Telecom operators from Big Thursday - MTS, Megafon, VimpelCom (under the Beeline brand) and T2 RTK Holding (under the Tele2 brand) united in an alliance to standardize IP interfaces of Internet services, among which similarly present messengers. The main task of the alliance is the development of standards that will make messengers compatible with each other.
Now subscribers do not have the possibility of cross-platform sending messages between all instant messengers. How exactly the standardization will take place is not specified yet. Among the problems, MTS Vice-President for Marketing, Vasily Latsanich, notes the absence of rules for licensing the provision of services to operators, while the developers of instant messengers and web services do not need licensing. Because of this, telecom operators are suffering, whose revenues from voice communications are reduced due to competition with free instant messengers.
')
“We decided that we should not fight this process, but head it. We are not in favor of licensing for Internet players, but we want the state to have opportunities to control these services, so that everyone will be in more or less the same environment, ”he specifies to the Kommersant publication.
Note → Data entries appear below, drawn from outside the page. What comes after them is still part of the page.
pub mod error;
pub mod supabase;

pub use error::DatabaseError;
pub use supabase::SupabaseClient;
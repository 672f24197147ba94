//! Cause-graph inspection
//!
//! Errors in this crate may have several direct causes, so matching is a
//! bounded search over a graph rather than a walk down a single `source()`
//! chain. [`Inspector`] carries the traversal settings; the free functions
//! use the defaults.

mod escalate;
mod matching;
mod walk;

pub use escalate::aggravate;
pub use matching::{
    as_error, as_generic_error, as_internal_error, as_unexpected_error, as_validation_error,
    as_wrap_error, find, is, is_same, kind_of,
};
pub use walk::{ErrorRef, Walk, direct_causes};

pub(crate) use matching::peel;

use crate::config::InspectConfig;
use crate::error::{Cause, ErrorKind, GenericError, InternalError};
use std::sync::Arc;

/// Matches errors anywhere in a cause graph
#[derive(Debug, Clone, Default)]
pub struct Inspector {
    config: InspectConfig,
}

impl Inspector {
    /// Create an inspector with explicit settings
    pub fn new(config: InspectConfig) -> Self {
        Self { config }
    }

    /// Current settings
    pub fn config(&self) -> &InspectConfig {
        &self.config
    }

    /// Visit `err` and everything it was caused by, in preorder
    pub fn walk<'a>(&self, err: ErrorRef<'a>) -> Walk<'a> {
        Walk::new(err, self.config.max_depth)
    }

    /// First error of type `T` in the graph
    pub fn find<'a, T>(&self, err: ErrorRef<'a>) -> Option<&'a T>
    where
        T: std::error::Error + 'static,
    {
        self.walk(err).find_map(|e| e.downcast_ref::<T>())
    }

    /// Whether an error equal to `target` appears in the graph
    pub fn is<T>(&self, err: ErrorRef<'_>, target: &T) -> bool
    where
        T: std::error::Error + PartialEq + 'static,
    {
        self.walk(err).any(|e| e.downcast_ref::<T>() == Some(target))
    }

    /// Whether the very instance behind `target` appears in the graph
    pub fn is_same(&self, err: ErrorRef<'_>, target: &Cause) -> bool {
        let target = Arc::as_ptr(target);
        self.walk(err)
            .any(|e| std::ptr::addr_eq(e as *const dyn std::error::Error, target))
    }

    /// First structured error carrying `kind`
    pub fn find_kind<'a>(&self, err: ErrorRef<'a>, kind: ErrorKind) -> Option<&'a InternalError> {
        self.walk(err)
            .filter_map(|e| e.downcast_ref::<InternalError>())
            .find(|e| e.kind() == kind)
    }

    /// First structured error of any classification
    pub fn find_generic<'a>(&self, err: ErrorRef<'a>) -> Option<&'a dyn GenericError> {
        self.find::<InternalError>(err)
            .map(|e| e as &dyn GenericError)
    }
}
The operators alliance was created at the end of 2015 as part of the work of the Network 2020 group at the association of mobile operators GSMA, and any company can join the alliance.
In 2016, representatives of the alliance met with the Ministry of Communications and expressed their willingness to implement support for all-IP services - Voice-over-LTE (VoLTE, voice over LTE networks), Voice-over-Wi-Fi (VoWi-Fi, voice over Wi networks -Fi), Video-over-LTE (ViLTE, video transmission over LTE networks) and Rich Communications Services (RCS, a service that allows you to exchange messages, images and make video calls).
Among the key shortcomings of this initiative is the lack of clear criteria for regulating instant messengers at the government level. Most operators are still focusing on voice services, while users are increasingly preferring to consume Internet traffic, which also includes voice communication through popular instant messengers.
How exactly the operator will be able to make their offer more profitable than free calls, regardless of the location of the subscriber - is not entirely clear. But the operators themselves will primarily benefit from this type of regulation.